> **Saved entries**
+-------+
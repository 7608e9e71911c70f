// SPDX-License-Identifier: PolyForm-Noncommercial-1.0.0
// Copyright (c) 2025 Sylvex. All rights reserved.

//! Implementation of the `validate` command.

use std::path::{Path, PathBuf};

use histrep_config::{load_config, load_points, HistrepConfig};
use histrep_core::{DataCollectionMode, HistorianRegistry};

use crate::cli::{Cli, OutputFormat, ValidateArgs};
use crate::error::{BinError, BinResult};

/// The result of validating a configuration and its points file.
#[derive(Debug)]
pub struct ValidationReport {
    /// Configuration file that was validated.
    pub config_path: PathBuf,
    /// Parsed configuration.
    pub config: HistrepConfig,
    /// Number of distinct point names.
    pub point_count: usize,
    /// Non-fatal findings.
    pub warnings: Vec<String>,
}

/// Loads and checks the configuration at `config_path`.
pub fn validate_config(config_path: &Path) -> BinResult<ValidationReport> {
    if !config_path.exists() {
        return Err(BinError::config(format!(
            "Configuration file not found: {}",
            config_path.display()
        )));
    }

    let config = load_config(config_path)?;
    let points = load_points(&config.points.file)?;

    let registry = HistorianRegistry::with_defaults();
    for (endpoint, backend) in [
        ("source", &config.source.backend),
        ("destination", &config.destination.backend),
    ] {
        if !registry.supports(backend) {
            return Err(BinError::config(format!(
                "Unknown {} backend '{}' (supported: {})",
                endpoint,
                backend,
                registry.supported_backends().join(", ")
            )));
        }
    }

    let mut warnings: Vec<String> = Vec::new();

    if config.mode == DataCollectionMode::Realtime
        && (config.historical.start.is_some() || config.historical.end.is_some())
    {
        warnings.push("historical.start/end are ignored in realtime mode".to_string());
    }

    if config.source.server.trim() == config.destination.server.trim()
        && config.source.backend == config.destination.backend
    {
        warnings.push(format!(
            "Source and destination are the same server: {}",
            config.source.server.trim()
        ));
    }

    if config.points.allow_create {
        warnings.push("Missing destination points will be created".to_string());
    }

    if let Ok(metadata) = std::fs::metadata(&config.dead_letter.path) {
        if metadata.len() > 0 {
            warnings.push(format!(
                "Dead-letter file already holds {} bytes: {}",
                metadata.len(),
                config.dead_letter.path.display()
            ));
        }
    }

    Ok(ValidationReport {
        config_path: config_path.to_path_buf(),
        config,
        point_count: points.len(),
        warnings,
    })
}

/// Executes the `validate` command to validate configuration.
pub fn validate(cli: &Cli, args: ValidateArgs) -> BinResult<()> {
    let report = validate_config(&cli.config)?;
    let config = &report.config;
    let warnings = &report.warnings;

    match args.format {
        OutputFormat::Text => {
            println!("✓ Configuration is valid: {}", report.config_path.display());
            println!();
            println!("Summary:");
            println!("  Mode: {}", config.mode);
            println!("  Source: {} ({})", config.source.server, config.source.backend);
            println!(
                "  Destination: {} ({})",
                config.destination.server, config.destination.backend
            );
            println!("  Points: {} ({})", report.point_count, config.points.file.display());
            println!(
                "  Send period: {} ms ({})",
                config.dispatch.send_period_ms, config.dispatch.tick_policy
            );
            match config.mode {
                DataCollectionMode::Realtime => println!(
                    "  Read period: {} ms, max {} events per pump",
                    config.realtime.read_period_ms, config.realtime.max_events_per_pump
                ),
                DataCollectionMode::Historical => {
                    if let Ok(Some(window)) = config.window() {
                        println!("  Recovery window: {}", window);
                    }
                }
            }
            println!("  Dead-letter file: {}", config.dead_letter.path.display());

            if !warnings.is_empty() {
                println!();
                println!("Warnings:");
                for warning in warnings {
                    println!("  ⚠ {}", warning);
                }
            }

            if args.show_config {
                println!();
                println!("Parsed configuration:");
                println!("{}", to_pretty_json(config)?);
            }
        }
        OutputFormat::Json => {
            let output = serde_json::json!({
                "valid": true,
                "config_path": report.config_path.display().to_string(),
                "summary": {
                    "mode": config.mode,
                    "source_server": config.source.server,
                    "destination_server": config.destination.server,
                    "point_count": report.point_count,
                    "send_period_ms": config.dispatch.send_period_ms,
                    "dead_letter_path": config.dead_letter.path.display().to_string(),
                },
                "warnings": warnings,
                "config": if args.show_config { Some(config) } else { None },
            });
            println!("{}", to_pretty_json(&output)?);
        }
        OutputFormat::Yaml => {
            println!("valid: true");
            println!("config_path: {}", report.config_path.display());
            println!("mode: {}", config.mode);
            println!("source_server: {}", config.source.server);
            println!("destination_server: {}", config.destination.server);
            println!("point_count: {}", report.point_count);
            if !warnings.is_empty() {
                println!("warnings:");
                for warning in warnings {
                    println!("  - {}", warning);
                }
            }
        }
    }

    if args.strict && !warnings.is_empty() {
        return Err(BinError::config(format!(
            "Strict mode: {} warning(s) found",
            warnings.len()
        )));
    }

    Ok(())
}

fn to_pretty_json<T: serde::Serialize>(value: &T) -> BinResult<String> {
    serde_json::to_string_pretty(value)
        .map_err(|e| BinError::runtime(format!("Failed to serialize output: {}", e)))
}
+-------+
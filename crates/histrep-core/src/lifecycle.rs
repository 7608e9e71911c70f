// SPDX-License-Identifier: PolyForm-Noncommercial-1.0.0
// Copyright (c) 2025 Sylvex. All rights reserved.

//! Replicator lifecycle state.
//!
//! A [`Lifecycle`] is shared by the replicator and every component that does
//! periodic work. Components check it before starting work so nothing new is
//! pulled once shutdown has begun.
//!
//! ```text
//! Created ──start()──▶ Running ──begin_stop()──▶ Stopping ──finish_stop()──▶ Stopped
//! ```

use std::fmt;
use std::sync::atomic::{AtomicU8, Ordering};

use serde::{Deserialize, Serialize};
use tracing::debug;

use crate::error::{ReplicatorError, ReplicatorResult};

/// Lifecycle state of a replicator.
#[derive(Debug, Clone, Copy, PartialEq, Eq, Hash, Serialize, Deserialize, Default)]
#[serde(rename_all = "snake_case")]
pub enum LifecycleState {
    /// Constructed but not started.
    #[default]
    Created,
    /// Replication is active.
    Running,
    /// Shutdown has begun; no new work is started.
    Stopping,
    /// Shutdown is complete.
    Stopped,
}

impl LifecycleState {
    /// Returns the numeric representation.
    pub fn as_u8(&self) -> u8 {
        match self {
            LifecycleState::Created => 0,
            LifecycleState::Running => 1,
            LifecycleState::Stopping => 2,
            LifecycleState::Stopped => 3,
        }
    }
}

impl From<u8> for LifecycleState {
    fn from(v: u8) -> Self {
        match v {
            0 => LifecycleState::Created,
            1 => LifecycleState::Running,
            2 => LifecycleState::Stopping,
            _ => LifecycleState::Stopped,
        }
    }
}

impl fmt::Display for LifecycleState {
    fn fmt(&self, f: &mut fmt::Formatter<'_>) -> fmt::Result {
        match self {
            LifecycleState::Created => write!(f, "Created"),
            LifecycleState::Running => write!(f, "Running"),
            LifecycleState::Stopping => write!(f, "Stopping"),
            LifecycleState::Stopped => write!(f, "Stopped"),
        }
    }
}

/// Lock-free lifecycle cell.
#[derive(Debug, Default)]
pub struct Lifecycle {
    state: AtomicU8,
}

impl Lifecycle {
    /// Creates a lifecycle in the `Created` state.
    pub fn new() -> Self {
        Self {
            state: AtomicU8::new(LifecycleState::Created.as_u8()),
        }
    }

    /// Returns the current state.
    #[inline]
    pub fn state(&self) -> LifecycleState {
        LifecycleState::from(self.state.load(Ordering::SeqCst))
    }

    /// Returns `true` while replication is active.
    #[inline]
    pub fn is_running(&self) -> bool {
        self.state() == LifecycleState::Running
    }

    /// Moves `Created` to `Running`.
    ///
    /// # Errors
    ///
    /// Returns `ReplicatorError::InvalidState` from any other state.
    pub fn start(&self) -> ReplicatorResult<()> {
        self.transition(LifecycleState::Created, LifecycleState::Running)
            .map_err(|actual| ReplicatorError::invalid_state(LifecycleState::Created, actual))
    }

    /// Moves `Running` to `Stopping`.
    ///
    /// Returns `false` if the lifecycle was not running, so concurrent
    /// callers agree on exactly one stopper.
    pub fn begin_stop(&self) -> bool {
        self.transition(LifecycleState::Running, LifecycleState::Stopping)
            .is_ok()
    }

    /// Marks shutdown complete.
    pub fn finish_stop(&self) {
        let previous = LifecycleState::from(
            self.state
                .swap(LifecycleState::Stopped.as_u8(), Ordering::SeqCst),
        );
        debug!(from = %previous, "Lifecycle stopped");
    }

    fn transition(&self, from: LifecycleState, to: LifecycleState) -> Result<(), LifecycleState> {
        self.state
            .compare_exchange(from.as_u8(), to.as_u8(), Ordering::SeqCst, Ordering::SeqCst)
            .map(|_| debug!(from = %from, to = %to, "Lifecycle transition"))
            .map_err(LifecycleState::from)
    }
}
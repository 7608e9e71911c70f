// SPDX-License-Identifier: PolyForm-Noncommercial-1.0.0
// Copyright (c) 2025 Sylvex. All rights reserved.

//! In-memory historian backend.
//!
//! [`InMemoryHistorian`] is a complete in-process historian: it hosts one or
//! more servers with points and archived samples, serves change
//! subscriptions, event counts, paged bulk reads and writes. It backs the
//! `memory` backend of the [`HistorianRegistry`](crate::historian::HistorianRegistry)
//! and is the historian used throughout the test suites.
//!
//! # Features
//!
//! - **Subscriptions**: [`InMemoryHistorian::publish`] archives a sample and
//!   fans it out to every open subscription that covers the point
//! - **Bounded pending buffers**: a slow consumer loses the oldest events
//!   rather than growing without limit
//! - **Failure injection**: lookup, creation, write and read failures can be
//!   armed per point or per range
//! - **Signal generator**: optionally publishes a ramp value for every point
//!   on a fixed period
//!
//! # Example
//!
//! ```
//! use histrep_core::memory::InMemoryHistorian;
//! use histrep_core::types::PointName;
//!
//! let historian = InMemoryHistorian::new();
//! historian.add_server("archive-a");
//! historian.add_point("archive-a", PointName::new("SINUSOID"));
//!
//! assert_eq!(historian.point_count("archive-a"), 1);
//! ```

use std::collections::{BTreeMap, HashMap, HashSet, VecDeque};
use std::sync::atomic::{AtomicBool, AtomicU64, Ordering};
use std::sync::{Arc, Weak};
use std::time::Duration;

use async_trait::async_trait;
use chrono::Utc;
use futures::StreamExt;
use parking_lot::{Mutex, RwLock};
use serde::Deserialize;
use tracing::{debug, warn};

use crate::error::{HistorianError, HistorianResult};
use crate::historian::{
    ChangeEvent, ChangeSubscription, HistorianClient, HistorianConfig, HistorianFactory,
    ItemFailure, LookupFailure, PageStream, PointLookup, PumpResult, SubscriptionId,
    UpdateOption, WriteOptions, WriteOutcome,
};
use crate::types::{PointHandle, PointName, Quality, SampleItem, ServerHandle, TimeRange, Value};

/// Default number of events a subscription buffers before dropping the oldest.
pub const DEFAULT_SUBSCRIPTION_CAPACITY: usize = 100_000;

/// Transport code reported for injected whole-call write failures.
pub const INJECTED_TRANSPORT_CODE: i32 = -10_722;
+-------+
> **Instructions to follow**
Pull every line with the word "ValidationReport" from the data.

> **Answer to the problem**
pub struct ValidationReport {
pub fn validate_config(config_path: &Path) -> BinResult<ValidationReport> {
    Ok(ValidationReport {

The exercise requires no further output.